◆ The task ◆
Extract every entry word for word.
*** Input Section Begins ***
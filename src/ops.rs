use serde::Deserialize;
use serde_json::{json, Value};

use crate::client::GraphQlClient;
use crate::error::MedStoreError;

/// One (organization, dataset, import, series) listing entry, created
/// server-side at ingest time and read-only from here.
#[derive(Debug, Clone, Default, Deserialize)]
#[serde(rename_all = "camelCase", default)]
pub struct SeriesImport {
    pub series_id: String,
    pub import_id: String,
    pub created_at: String,
    pub created_by: String,
    pub num_files: u64,
    /// Content URL of the series metadata document (signed or `medstore://`).
    pub url: String,
}

/// A dataset ("data store") owned by an organization.
#[derive(Debug, Clone, Deserialize)]
#[serde(rename_all = "camelCase")]
pub struct Dataset {
    pub name: String,
    #[serde(default)]
    pub display_name: String,
    #[serde(default)]
    pub status: String,
    #[serde(default)]
    pub created_at: String,
    #[serde(default)]
    pub updated_at: String,
}

/// One file descriptor sent with the `importFiles` mutation.
#[derive(Debug, Clone, serde::Serialize)]
#[serde(rename_all = "camelCase")]
pub struct ImportFileInput {
    pub file_path: String,
    pub file_type: String,
}

/// The series content document: frame locations plus per-instance metadata.
#[derive(Debug, Clone, Deserialize)]
#[serde(rename_all = "camelCase")]
pub struct SeriesMetadataDoc {
    #[serde(default)]
    pub image_frames: Vec<ImageFrame>,
    pub meta_data: SeriesMetaData,
}

#[derive(Debug, Clone, Deserialize)]
pub struct ImageFrame {
    pub id: String,
    pub path: String,
}

#[derive(Debug, Clone, Deserialize)]
pub struct SeriesMetaData {
    #[serde(default)]
    pub instances: Vec<InstanceMetaData>,
}

#[derive(Debug, Clone, Deserialize)]
#[serde(rename_all = "camelCase")]
pub struct InstanceMetaData {
    /// DICOM-JSON tag map for the instance.
    #[serde(default)]
    pub meta_data: Value,
    #[serde(default)]
    pub frames: Vec<FrameRef>,
}

#[derive(Debug, Clone, Deserialize)]
#[serde(rename_all = "camelCase")]
pub struct FrameRef {
    pub id: String,
    /// Frame-level DICOM-JSON tags (carries the transfer syntax).
    #[serde(default)]
    pub meta_data: Value,
}

const IMPORT_FILES: &str = "
    mutation importFiles($orgId: UUID!, $dataStore: String!, $files: [ImportJobFileInput!]!, $importName: String, $importId: UUID) {
        importFiles(orgId: $orgId, dataStore: $dataStore, files: $files, importName: $importName, importId: $importId) {
            dataStoreImport {
                importId
            }
            urls
        }
    }
";

const PROCESS_IMPORT: &str = "
    mutation processImport($orgId: UUID!, $dataStore: String!, $importId: UUID!, $totalFiles: Int) {
        processImport(orgId: $orgId, dataStore: $dataStore, importId: $importId, totalFiles: $totalFiles) {
            ok
            message
        }
    }
";

const DATA_STORE_IMPORT_SERIES: &str = "
    query dataStoreImportSeries($orgId: UUID!, $dataStore: String!, $first: Int, $after: String, $search: String) {
        dataStoreImportSeries(orgId: $orgId, dataStore: $dataStore, first: $first, after: $after, search: $search) {
            entries {
                importId
                seriesId
                createdAt
                createdBy
                numFiles
                url
            }
            cursor
        }
    }
";

const DATA_STORES: &str = "
    query sdkDataStores($orgId: UUID!) {
        dataStores(orgId: $orgId) {
            name
            displayName
            status
            createdAt
            updatedAt
        }
    }
";

const CREATE_DATA_STORE: &str = "
    mutation sdkCreateDataStore($orgId: UUID!, $dataStore: String!, $displayName: String!) {
        createDatastore(orgId: $orgId, dataStore: $dataStore, displayName: $displayName) {
            name
            displayName
            status
            createdAt
            updatedAt
        }
    }
";

/// Register an import job and/or request presigned upload URLs.
///
/// With an empty `files` list this registers the import and returns its id;
/// with files it returns one presigned URL per file, positionally matched.
pub async fn register_import(
    client: &GraphQlClient,
    org_id: &str,
    dataset: &str,
    import_name: Option<&str>,
    import_id: Option<&str>,
    files: &[ImportFileInput],
) -> Result<(String, Vec<String>), MedStoreError> {
    if import_name.is_none() && import_id.is_none() {
        return Err(MedStoreError::Precondition(
            "either an import name or an import id is required".into(),
        ));
    }
    let data = client
        .execute(
            IMPORT_FILES,
            json!({
                "orgId": org_id,
                "dataStore": dataset,
                "files": files,
                "importName": import_name,
                "importId": import_id,
            }),
        )
        .await?;
    let import = &data["importFiles"];
    let import_id = import["dataStoreImport"]["importId"]
        .as_str()
        .unwrap_or_default()
        .to_string();
    let urls = import["urls"]
        .as_array()
        .map(|urls| {
            urls.iter()
                .filter_map(Value::as_str)
                .map(String::from)
                .collect()
        })
        .unwrap_or_default();
    Ok((import_id, urls))
}

/// Finalize an import; the server materializes it asynchronously.
pub async fn process_import(
    client: &GraphQlClient,
    org_id: &str,
    dataset: &str,
    import_id: &str,
    total_files: usize,
) -> Result<bool, MedStoreError> {
    let data = client
        .execute(
            PROCESS_IMPORT,
            json!({
                "orgId": org_id,
                "dataStore": dataset,
                "importId": import_id,
                "totalFiles": total_files,
            }),
        )
        .await?;
    Ok(data["processImport"]["ok"].as_bool().unwrap_or(false))
}

/// One page of the series-import listing.
pub async fn list_series_imports(
    client: &GraphQlClient,
    org_id: &str,
    dataset: &str,
    search: Option<String>,
    first: usize,
    cursor: Option<String>,
) -> Result<(Vec<SeriesImport>, Option<String>), MedStoreError> {
    let data = client
        .execute(
            DATA_STORE_IMPORT_SERIES,
            json!({
                "orgId": org_id,
                "dataStore": dataset,
                "first": first,
                "after": cursor,
                "search": search,
            }),
        )
        .await?;
    let listing = &data["dataStoreImportSeries"];
    let entries =
        serde_json::from_value(listing["entries"].clone()).map_err(MedStoreError::from)?;
    let cursor = listing["cursor"].as_str().map(String::from);
    Ok((entries, cursor))
}

pub async fn list_datasets(
    client: &GraphQlClient,
    org_id: &str,
) -> Result<Vec<Dataset>, MedStoreError> {
    let data = client
        .execute(DATA_STORES, json!({ "orgId": org_id }))
        .await?;
    serde_json::from_value(data["dataStores"].clone()).map_err(MedStoreError::from)
}

pub async fn create_dataset(
    client: &GraphQlClient,
    org_id: &str,
    name: &str,
) -> Result<Dataset, MedStoreError> {
    let data = client
        .execute(
            CREATE_DATA_STORE,
            json!({
                "orgId": org_id,
                "dataStore": name,
                "displayName": name,
            }),
        )
        .await?;
    serde_json::from_value(data["createDatastore"].clone()).map_err(MedStoreError::from)
}

/// Fetch and parse the series content document, signed or unsigned.
pub async fn fetch_series_metadata(
    client: &GraphQlClient,
    transfer: &crate::transfer::TransferClient,
    url: &str,
) -> Result<SeriesMetadataDoc, MedStoreError> {
    let resolved = client.resolve_content_url(url);
    let bytes = transfer
        .fetch_bytes(&resolved, Some(client.auth_headers()?))
        .await?;
    serde_json::from_slice(&bytes).map_err(MedStoreError::from)
}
*** Input Section Ends ***
◆ Finished task ◆
filename src/ops.rs
use serde::Deserialize;
use serde_json::{json, Value};

use crate::client::GraphQlClient;
use crate::error::MedStoreError;

/// One (organization, dataset, import, series) listing entry, created
/// server-side at ingest time and read-only from here.
#[derive(Debug, Clone, Default, Deserialize)]
#[serde(rename_all = "camelCase", default)]
pub struct SeriesImport {
    pub series_id: String,
    pub import_id: String,
    pub created_at: String,
    pub created_by: String,
    pub num_files: u64,
    /// Content URL of the series metadata document (signed or `medstore://`).
    pub url: String,
}

/// A dataset ("data store") owned by an organization.
#[derive(Debug, Clone, Deserialize)]
#[serde(rename_all = "camelCase")]
pub struct Dataset {
    pub name: String,
    #[serde(default)]
    pub display_name: String,
    #[serde(default)]
    pub status: String,
    #[serde(default)]
    pub created_at: String,
    #[serde(default)]
    pub updated_at: String,
}

/// One file descriptor sent with the `importFiles` mutation.
#[derive(Debug, Clone, serde::Serialize)]
#[serde(rename_all = "camelCase")]
pub struct ImportFileInput {
    pub file_path: String,
    pub file_type: String,
}

/// The series content document: frame locations plus per-instance metadata.
#[derive(Debug, Clone, Deserialize)]
#[serde(rename_all = "camelCase")]
pub struct SeriesMetadataDoc {
    #[serde(default)]
    pub image_frames: Vec<ImageFrame>,
    pub meta_data: SeriesMetaData,
}

#[derive(Debug, Clone, Deserialize)]
pub struct ImageFrame {
    pub id: String,
    pub path: String,
}

#[derive(Debug, Clone, Deserialize)]
pub struct SeriesMetaData {
    #[serde(default)]
    pub instances: Vec<InstanceMetaData>,
}

#[derive(Debug, Clone, Deserialize)]
#[serde(rename_all = "camelCase")]
pub struct InstanceMetaData {
    /// DICOM-JSON tag map for the instance.
    #[serde(default)]
    pub meta_data: Value,
    #[serde(default)]
    pub frames: Vec<FrameRef>,
}

#[derive(Debug, Clone, Deserialize)]
#[serde(rename_all = "camelCase")]
pub struct FrameRef {
    pub id: String,
    /// Frame-level DICOM-JSON tags (carries the transfer syntax).
    #[serde(default)]
    pub meta_data: Value,
}

const IMPORT_FILES: &str = "
    mutation importFiles($orgId: UUID!, $dataStore: String!, $files: [ImportJobFileInput!]!, $importName: String, $importId: UUID) {
        importFiles(orgId: $orgId, dataStore: $dataStore, files: $files, importName: $importName, importId: $importId) {
            dataStoreImport {
                importId
            }
            urls
        }
    }
";

const PROCESS_IMPORT: &str = "
    mutation processImport($orgId: UUID!, $dataStore: String!, $importId: UUID!, $totalFiles: Int) {
        processImport(orgId: $orgId, dataStore: $dataStore, importId: $importId, totalFiles: $totalFiles) {
            ok
            message
        }
    }
";

const DATA_STORE_IMPORT_SERIES: &str = "
    query dataStoreImportSeries($orgId: UUID!, $dataStore: String!, $first: Int, $after: String, $search: String) {
        dataStoreImportSeries(orgId: $orgId, dataStore: $dataStore, first: $first, after: $after, search: $search) {
            entries {
                importId
                seriesId
                createdAt
                createdBy
                numFiles
                url
            }
            cursor
        }
    }
";

const DATA_STORES: &str = "
    query sdkDataStores($orgId: UUID!) {
        dataStores(orgId: $orgId) {
            name
            displayName
            status
            createdAt
            updatedAt
        }
    }
";

const CREATE_DATA_STORE: &str = "
    mutation sdkCreateDataStore($orgId: UUID!, $dataStore: String!, $displayName: String!) {
        createDatastore(orgId: $orgId, dataStore: $dataStore, displayName: $displayName) {
            name
            displayName
            status
            createdAt
            updatedAt
        }
    }
";

/// Register an import job and/or request presigned upload URLs.
///
/// With an empty `files` list this registers the import and returns its id;
/// with files it returns one presigned URL per file, positionally matched.
pub async fn register_import(
    client: &GraphQlClient,
    org_id: &str,
    dataset: &str,
    import_name: Option<&str>,
    import_id: Option<&str>,
    files: &[ImportFileInput],
) -> Result<(String, Vec<String>), MedStoreError> {
    if import_name.is_none() && import_id.is_none() {
        return Err(MedStoreError::Precondition(
            "either an import name or an import id is required".into(),
        ));
    }
    let data = client
        .execute(
            IMPORT_FILES,
            json!({
                "orgId": org_id,
                "dataStore": dataset,
                "files": files,
                "importName": import_name,
                "importId": import_id,
            }),
        )
        .await?;
    let import = &data["importFiles"];
    let import_id = import["dataStoreImport"]["importId"]
        .as_str()
        .unwrap_or_default()
        .to_string();
    let urls = import["urls"]
        .as_array()
        .map(|urls| {
            urls.iter()
                .filter_map(Value::as_str)
                .map(String::from)
                .collect()
        })
        .unwrap_or_default();
    Ok((import_id, urls))
}

/// Finalize an import; the server materializes it asynchronously.
pub async fn process_import(
    client: &GraphQlClient,
    org_id: &str,
    dataset: &str,
    import_id: &str,
    total_files: usize,
) -> Result<bool, MedStoreError> {
    let data = client
        .execute(
            PROCESS_IMPORT,
            json!({
                "orgId": org_id,
                "dataStore": dataset,
                "importId": import_id,
                "totalFiles": total_files,
            }),
        )
        .await?;
    Ok(data["processImport"]["ok"].as_bool().unwrap_or(false))
}

/// One page of the series-import listing.
pub async fn list_series_imports(
    client: &GraphQlClient,
    org_id: &str,
    dataset: &str,
    search: Option<String>,
    first: usize,
    cursor: Option<String>,
) -> Result<(Vec<SeriesImport>, Option<String>), MedStoreError> {
    let data = client
        .execute(
            DATA_STORE_IMPORT_SERIES,
            json!({
                "orgId": org_id,
                "dataStore": dataset,
                "first": first,
                "after": cursor,
                "search": search,
            }),
        )
        .await?;
    let listing = &data["dataStoreImportSeries"];
    let entries =
        serde_json::from_value(listing["entries"].clone()).map_err(MedStoreError::from)?;
    let cursor = listing["cursor"].as_str().map(String::from);
    Ok((entries, cursor))
}

pub async fn list_datasets(
    client: &GraphQlClient,
    org_id: &str,
) -> Result<Vec<Dataset>, MedStoreError> {
    let data = client
        .execute(DATA_STORES, json!({ "orgId": org_id }))
        .await?;
    serde_json::from_value(data["dataStores"].clone()).map_err(MedStoreError::from)
}

pub async fn create_dataset(
    client: &GraphQlClient,
    org_id: &str,
    name: &str,
) -> Result<Dataset, MedStoreError> {
    let data = client
        .execute(
            CREATE_DATA_STORE,
            json!({
                "orgId": org_id,
                "dataStore": name,
                "displayName": name,
            }),
        )
        .await?;
    serde_json::from_value(data["createDatastore"].clone()).map_err(MedStoreError::from)
}

/// Fetch and parse the series content document, signed or unsigned.
pub async fn fetch_series_metadata(
    client: &GraphQlClient,
    transfer: &crate::transfer::TransferClient,
    url: &str,
) -> Result<SeriesMetadataDoc, MedStoreError> {
    let resolved = client.resolve_content_url(url);
    let bytes = transfer
        .fetch_bytes(&resolved, Some(client.auth_headers()?))
        .await?;
    serde_json::from_slice(&bytes).map_err(MedStoreError::from)
}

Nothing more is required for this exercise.